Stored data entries
+ + + + + + +
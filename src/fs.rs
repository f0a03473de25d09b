//! Filesystem helpers shared by the ledger store and the engine.

use std::io::Write;
use std::path::Path;

use tempfile::NamedTempFile;

use crate::codegen::PathResolver;
use crate::error::AppError;

/// Write `contents` to `path`, creating missing parent directories.
///
/// Data goes to a temporary file in the target directory first and is
/// renamed over `path`, so readers never observe a partial file.
pub fn write_atomic(path: &Path, contents: &[u8]) -> Result<(), AppError> {
    let dir = PathResolver::resolve_dir_of(path).unwrap_or(Path::new("."));

    if !dir.exists() {
        tracing::debug!(dir = %dir.display(), "Creating directory");
        std::fs::create_dir_all(dir).map_err(|e| AppError::io(dir, e))?;
    }

    let mut file = NamedTempFile::new_in(dir).map_err(|e| AppError::io(dir, e))?;
    file.write_all(contents).map_err(|e| AppError::io(path, e))?;
    file.flush().map_err(|e| AppError::io(path, e))?;
    file.persist(path).map_err(|e| AppError::io(path, e.error))?;
    Ok(())
}

/// Remove the file at `path`. Returns `false` if it was already gone.
pub fn remove_file(path: &Path) -> Result<bool, AppError> {
    match std::fs::remove_file(path) {
        Ok(()) => Ok(true),
        Err(e) if e.kind() == std::io::ErrorKind::NotFound => Ok(false),
        Err(e) => Err(AppError::io(path, e)),
    }
}

#[cfg(test)]
mod tests {
    use super::*;

    #[test]
    fn test_write_atomic_creates_parents() {
        let dir = tempfile::tempdir().unwrap();
        let path = dir.path().join("a").join("b").join("out.txt");

        write_atomic(&path, b"hello").unwrap();
        assert_eq!(std::fs::read_to_string(&path).unwrap(), "hello");

        write_atomic(&path, b"replaced").unwrap();
        assert_eq!(std::fs::read_to_string(&path).unwrap(), "replaced");
    }

    #[test]
    fn test_write_atomic_fails_when_parent_is_file() {
        let dir = tempfile::tempdir().unwrap();
        let blocker = dir.path().join("blocker");
        std::fs::write(&blocker, "x").unwrap();

        let err = write_atomic(&blocker.join("out.txt"), b"data").unwrap_err();
        assert_eq!(err.code(), "IO_ERROR");
    }

    #[test]
    fn test_remove_file_reports_missing() {
        let dir = tempfile::tempdir().unwrap();
        let path = dir.path().join("gone.cs");
        std::fs::write(&path, "x").unwrap();

        assert!(remove_file(&path).unwrap());
        assert!(!remove_file(&path).unwrap());
    }
}
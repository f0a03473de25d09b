//! Application context wiring configuration into the engine.

use std::path::{Path, PathBuf};

use crate::codegen::PathResolver;
use crate::config::Config;
use crate::error::AppError;
use crate::ledger::JsonLedgerStore;
use crate::models::Category;
use crate::preflight::MarkerFileGate;
use crate::services::ReconciliationEngine;
use crate::sources::{ProjectSettingsSource, StaticNames};

/// Root application context.
///
/// Holds the resolved project directory and configuration, and builds the
/// collaborators every command needs from them.
#[derive(Debug, Clone)]
pub struct Context {
    /// Directory containing the project (and `.enumgen.toml`).
    pub project_dir: PathBuf,
    /// Application configuration.
    pub config: Config,
}

impl Context {
    /// Creates a new context with the given dependencies.
    pub fn new(project_dir: impl Into<PathBuf>, config: Config) -> Self {
        Self {
            project_dir: project_dir.into(),
            config,
        }
    }

    /// Load configuration for `project_dir` and build a context.
    ///
    /// The directory is canonicalized so every path recorded in the ledger
    /// is the same however the project was named on the command line.
    pub fn load(project_dir: &Path) -> Result<Self, AppError> {
        let project_dir =
            std::fs::canonicalize(project_dir).map_err(|e| AppError::io(project_dir, e))?;
        let config = Config::load_from(&project_dir)?;
        tracing::debug!(project = %project_dir.display(), "Loaded configuration");
        Ok(Self::new(project_dir, config))
    }

    /// Build the engine with configured class names and name sources.
    ///
    /// Categories with a `[names]` entry use that list; the rest read the
    /// project's settings files.
    pub fn engine(&self) -> Result<ReconciliationEngine<JsonLedgerStore>, AppError> {
        let project = &self.config.project;
        let resolver = PathResolver::new(project.source_root_in(&self.project_dir));
        let store = JsonLedgerStore::new(project.ledger_path_in(&self.project_dir));
        let settings_dir = project.settings_dir_in(&self.project_dir);

        let mut engine = ReconciliationEngine::new(resolver, store, &project.default_base_dir)?;

        for category in Category::all() {
            engine = match self.config.names(*category) {
                Some(names) => engine.with_source(*category, StaticNames(names.to_vec())),
                None => engine.with_source(
                    *category,
                    ProjectSettingsSource::new(settings_dir.clone(), *category),
                ),
            };
            if let Some(class_name) = self.config.class_name(*category) {
                engine.set_class_name(*category, class_name)?;
            }
        }

        Ok(engine)
    }

    /// Pre-flight gate built from the configured busy markers.
    pub fn gate(&self) -> MarkerFileGate {
        MarkerFileGate::new(self.config.project.busy_markers_in(&self.project_dir))
    }
}
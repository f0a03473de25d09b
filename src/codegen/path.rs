//! Target path resolution for generated files.

use std::path::{Path, PathBuf};

/// Extension of generated source files.
pub const SOURCE_EXTENSION: &str = "cs";

/// Ensure a base directory string ends with a path separator.
///
/// An empty string stays empty and means "directly under the source root".
pub fn normalize_base_dir(base_dir: &str) -> String {
    let trimmed = base_dir.trim();
    if trimmed.is_empty() || trimmed.ends_with('/') || trimmed.ends_with('\\') {
        trimmed.to_string()
    } else {
        format!("{trimmed}/")
    }
}

/// Computes where a category's file lives.
///
/// Base directories are interpreted relative to a fixed project source
/// root, so the same base directory always maps to the same absolute path.
#[derive(Debug, Clone)]
pub struct PathResolver {
    source_root: PathBuf,
}

impl PathResolver {
    pub fn new(source_root: impl Into<PathBuf>) -> Self {
        Self {
            source_root: source_root.into(),
        }
    }

    /// `<source_root>/<base_dir>/<class_name>.cs`
    pub fn resolve_full_path(&self, base_dir: &str, class_name: &str) -> PathBuf {
        let base_dir = normalize_base_dir(base_dir);
        let file_name = format!("{base_dir}{class_name}.{SOURCE_EXTENSION}");
        let path = self.source_root.join(file_name);
        tracing::debug!(path = %path.display(), "Resolved target path");
        path
    }

    /// Directory containing `path`.
    pub fn resolve_dir_of(path: &Path) -> Option<&Path> {
        path.parent().filter(|dir| !dir.as_os_str().is_empty())
    }
}
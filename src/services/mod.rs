//! Reconciliation services.
//!
//! - [`inspector`]: classifies a requested write against the ledger
//! - [`ReconciliationEngine`]: create/overwrite/delete state machine
//! - [`Session`]: runs the engine against a prompt service

pub mod inspector;

mod engine;
mod session;

pub use engine::{CategoryStatus, ConfirmKind, Confirmation, ReconciliationEngine, Step};
pub use inspector::{classify, FileState};
pub use session::{Outcome, Session};
//! Name lists read from a Unity project's `ProjectSettings` directory.
//!
//! `TagManager.asset` holds custom tags, the 32 layer slots and the sorting
//! layers; `InputManager.asset` holds the input axes. Both are YAML 1.1
//! documents tagged `!u!<class id>` under a `%TAG !u!` directive. Names
//! outside ASCII are written as double-quoted scalars with `\u` escapes.

use std::path::{Path, PathBuf};

use indexmap::IndexSet;
use serde::Deserialize;
use serde_yaml::Value;

use super::NameSource;
use crate::error::AppError;
use crate::models::Category;

pub const TAG_MANAGER_FILE: &str = "TagManager.asset";
pub const INPUT_MANAGER_FILE: &str = "InputManager.asset";

/// Tags every project has; they are not listed in `TagManager.asset`.
pub const BUILTIN_TAGS: &[&str] = &[
    "Untagged",
    "Respawn",
    "Finish",
    "EditorOnly",
    "MainCamera",
    "Player",
    "GameController",
];

/// Reads one category's names from the settings directory.
#[derive(Debug, Clone)]
pub struct ProjectSettingsSource {
    settings_dir: PathBuf,
    category: Category,
}

impl ProjectSettingsSource {
    pub fn new(settings_dir: impl Into<PathBuf>, category: Category) -> Self {
        Self {
            settings_dir: settings_dir.into(),
            category,
        }
    }

    /// Settings file this source reads.
    pub fn file(&self) -> PathBuf {
        let name = match self.category {
            Category::Button => INPUT_MANAGER_FILE,
            Category::Tag | Category::Layer | Category::SortingLayer => TAG_MANAGER_FILE,
        };
        self.settings_dir.join(name)
    }

    fn error(&self, path: &Path, e: impl std::fmt::Display) -> AppError {
        AppError::NameSource {
            category: self.category,
            message: format!("{}: {}", path.display(), e),
        }
    }
}

impl NameSource for ProjectSettingsSource {
    fn names(&self) -> Result<Vec<String>, AppError> {
        let path = self.file();
        let text = std::fs::read_to_string(&path).map_err(|e| self.error(&path, e))?;
        let names = match self.category {
            Category::Tag => parse_tags(&text),
            Category::Layer => parse_layers(&text),
            Category::SortingLayer => parse_sorting_layers(&text),
            Category::Button => parse_axes(&text),
        }
        .map_err(|e| self.error(&path, e))?;

        tracing::debug!(
            category = %self.category,
            file = %path.display(),
            count = names.len(),
            "Read names from project settings"
        );
        Ok(names)
    }
}

/// Built-in tags followed by the project's custom tags.
pub fn parse_tags(text: &str) -> Result<Vec<String>, serde_yaml::Error> {
    let manager = settings_object(text, "TagManager")?;
    Ok(BUILTIN_TAGS
        .iter()
        .map(|t| t.to_string())
        .chain(items(&manager, "tags").filter_map(scalar))
        .collect())
}

/// Named layer slots; unused slots are empty and skipped.
pub fn parse_layers(text: &str) -> Result<Vec<String>, serde_yaml::Error> {
    let manager = settings_object(text, "TagManager")?;
    Ok(items(&manager, "layers")
        .filter_map(scalar)
        .filter(|name| !name.is_empty())
        .collect())
}

pub fn parse_sorting_layers(text: &str) -> Result<Vec<String>, serde_yaml::Error> {
    let manager = settings_object(text, "TagManager")?;
    Ok(items(&manager, "m_SortingLayers")
        .filter_map(|layer| layer.get("name"))
        .filter_map(scalar)
        .collect())
}

/// Input axis names, de-duplicated at the source.
///
/// Unity projects usually define several axes with the same name (one per
/// device), so duplicates are the norm here.
pub fn parse_axes(text: &str) -> Result<Vec<String>, serde_yaml::Error> {
    let manager = settings_object(text, "InputManager")?;
    let names: IndexSet<String> = items(&manager, "m_Axes")
        .filter_map(|axis| axis.get("m_Name"))
        .filter_map(scalar)
        .filter(|name| !name.is_empty())
        .collect();
    Ok(names.into_iter().collect())
}

/// Body of the first document whose root mapping has the key `object`.
///
/// `Value::Null` when no document defines it.
fn settings_object(text: &str, object: &str) -> Result<Value, serde_yaml::Error> {
    for document in serde_yaml::Deserializer::from_str(text) {
        if let Value::Mapping(mut root) = untag(Value::deserialize(document)?) {
            if let Some(body) = root.remove(object) {
                return Ok(untag(body));
            }
        }
    }
    Ok(Value::Null)
}

/// Drop `!u!<id>` tags.
fn untag(value: Value) -> Value {
    match value {
        Value::Tagged(tagged) => untag(tagged.value),
        other => other,
    }
}

/// Elements of the sequence under `key`; nothing when absent.
fn items<'a>(object: &'a Value, key: &str) -> impl Iterator<Item = &'a Value> {
    object
        .get(key)
        .and_then(Value::as_sequence)
        .into_iter()
        .flatten()
}

/// Scalar as text; empty slots (`null`) yield `None`.
fn scalar(value: &Value) -> Option<String> {
    match value {
        Value::String(s) => Some(s.clone()),
        Value::Number(n) => Some(n.to_string()),
        Value::Bool(b) => Some(b.to_string()),
        _ => None,
    }
}
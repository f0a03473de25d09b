//! Confirmation prompts shown to the user.
//!
//! The engine only ever *requests* a confirmation (see
//! [`Step::Confirm`](crate::services::Step)); a [`PromptService`] is what
//! actually asks. The CLI uses [`TerminalPrompt`], or [`AssumeYes`] when
//! run with `--yes`.

use std::io::{BufRead, Write};

/// User's reply to a yes/no prompt.
#[derive(Debug, Clone, Copy, PartialEq, Eq)]
pub enum Answer {
    Yes,
    No,
    /// Prompt closed without a choice. Treated as [`Answer::No`].
    Dismissed,
}

impl Answer {
    pub fn is_yes(&self) -> bool {
        matches!(self, Answer::Yes)
    }
}

/// Asks the user to confirm or acknowledge.
pub trait PromptService {
    /// Ask a yes/no question.
    fn ask_yes_no(&mut self, message: &str) -> Answer;

    /// Show a notice that only needs acknowledging.
    fn acknowledge(&mut self, message: &str);
}

/// Prompts on a terminal.
///
/// Questions go to the writer, replies are read line by line. End of input
/// counts as dismissing the prompt.
pub struct TerminalPrompt<R, W> {
    input: R,
    output: W,
}

impl TerminalPrompt<std::io::StdinLock<'static>, std::io::Stderr> {
    /// Prompt on stdin/stderr, keeping stdout free for command output.
    pub fn stdio() -> Self {
        Self::new(std::io::stdin().lock(), std::io::stderr())
    }
}

impl<R: BufRead, W: Write> TerminalPrompt<R, W> {
    pub fn new(input: R, output: W) -> Self {
        Self { input, output }
    }

    fn read_line(&mut self) -> Option<String> {
        let mut line = String::new();
        match self.input.read_line(&mut line) {
            Ok(0) | Err(_) => None,
            Ok(_) => Some(line.trim().to_lowercase()),
        }
    }
}

impl<R: BufRead, W: Write> PromptService for TerminalPrompt<R, W> {
    fn ask_yes_no(&mut self, message: &str) -> Answer {
        loop {
            let _ = write!(self.output, "{message} [y/n] ");
            let _ = self.output.flush();

            match self.read_line().as_deref() {
                None => {
                    let _ = writeln!(self.output);
                    return Answer::Dismissed;
                }
                Some("y" | "yes") => return Answer::Yes,
                Some("n" | "no") => return Answer::No,
                Some(_) => {
                    let _ = writeln!(self.output, "Please answer y or n.");
                }
            }
        }
    }

    fn acknowledge(&mut self, message: &str) {
        let _ = writeln!(self.output, "{message}");
    }
}

/// Accepts every question. Notices are logged.
#[derive(Debug, Clone, Copy, Default)]
pub struct AssumeYes;

impl PromptService for AssumeYes {
    fn ask_yes_no(&mut self, message: &str) -> Answer {
        tracing::info!(prompt = %message, "Assuming yes");
        Answer::Yes
    }

    fn acknowledge(&mut self, message: &str) {
        tracing::warn!("{}", message);
    }
}

#[cfg(test)]
mod tests {
    use super::*;

    fn ask(input: &str) -> (Answer, String) {
        let mut output = Vec::new();
        let answer = TerminalPrompt::new(input.as_bytes(), &mut output).ask_yes_no("Overwrite?");
        (answer, String::from_utf8(output).unwrap())
    }

    #[test]
    fn test_terminal_prompt_answers() {
        assert_eq!(ask("y\n").0, Answer::Yes);
        assert_eq!(ask("YES\n").0, Answer::Yes);
        assert_eq!(ask("n\n").0, Answer::No);
        assert_eq!(ask("").0, Answer::Dismissed);
    }

    #[test]
    fn test_terminal_prompt_repeats_on_invalid_reply() {
        let (answer, output) = ask("maybe\nno\n");
        assert_eq!(answer, Answer::No);
        assert_eq!(output.matches("Overwrite? [y/n]").count(), 2);
        assert!(output.contains("Please answer y or n."));
    }

    #[test]
    fn test_dismissed_is_not_yes() {
        assert!(!Answer::Dismissed.is_yes());
        assert!(!Answer::No.is_yes());
        assert!(Answer::Yes.is_yes());
    }
}
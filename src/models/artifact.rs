//! Rendered source artifact.

/// Immutable text produced by one generation request.
///
/// Built fresh for every request and written whole, replacing any
/// previous content at the target path.
#[derive(Debug, Clone, PartialEq, Eq)]
pub struct GeneratedArtifact {
    class_name: String,
    members: Vec<String>,
    text: String,
}

impl GeneratedArtifact {
    pub(crate) fn new(class_name: String, members: Vec<String>, text: String) -> Self {
        Self {
            class_name,
            members,
            text,
        }
    }

    /// Name of the generated enum.
    pub fn class_name(&self) -> &str {
        &self.class_name
    }

    /// Enum members in declaration order.
    pub fn members(&self) -> &[String] {
        &self.members
    }

    /// Full file contents.
    pub fn text(&self) -> &str {
        &self.text
    }
}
+ + + + + + +
Of the lines above, extract only those from the line with "pub const INPUT_MANAGER_FILE: &str" to the line with "fn error(&self, path: &Path, e: impl", both included, exactly as written.

* _ANSWER FOR THE TASK_:
pub const INPUT_MANAGER_FILE: &str = "InputManager.asset";

/// Tags every project has; they are not listed in `TagManager.asset`.
pub const BUILTIN_TAGS: &[&str] = &[
    "Untagged",
    "Respawn",
    "Finish",
    "EditorOnly",
    "MainCamera",
    "Player",
    "GameController",
];

/// Reads one category's names from the settings directory.
#[derive(Debug, Clone)]
pub struct ProjectSettingsSource {
    settings_dir: PathBuf,
    category: Category,
}

impl ProjectSettingsSource {
    pub fn new(settings_dir: impl Into<PathBuf>, category: Category) -> Self {
        Self {
            settings_dir: settings_dir.into(),
            category,
        }
    }

    /// Settings file this source reads.
    pub fn file(&self) -> PathBuf {
        let name = match self.category {
            Category::Button => INPUT_MANAGER_FILE,
            Category::Tag | Category::Layer | Category::SortingLayer => TAG_MANAGER_FILE,
        };
        self.settings_dir.join(name)
    }

    fn error(&self, path: &Path, e: impl std::fmt::Display) -> AppError {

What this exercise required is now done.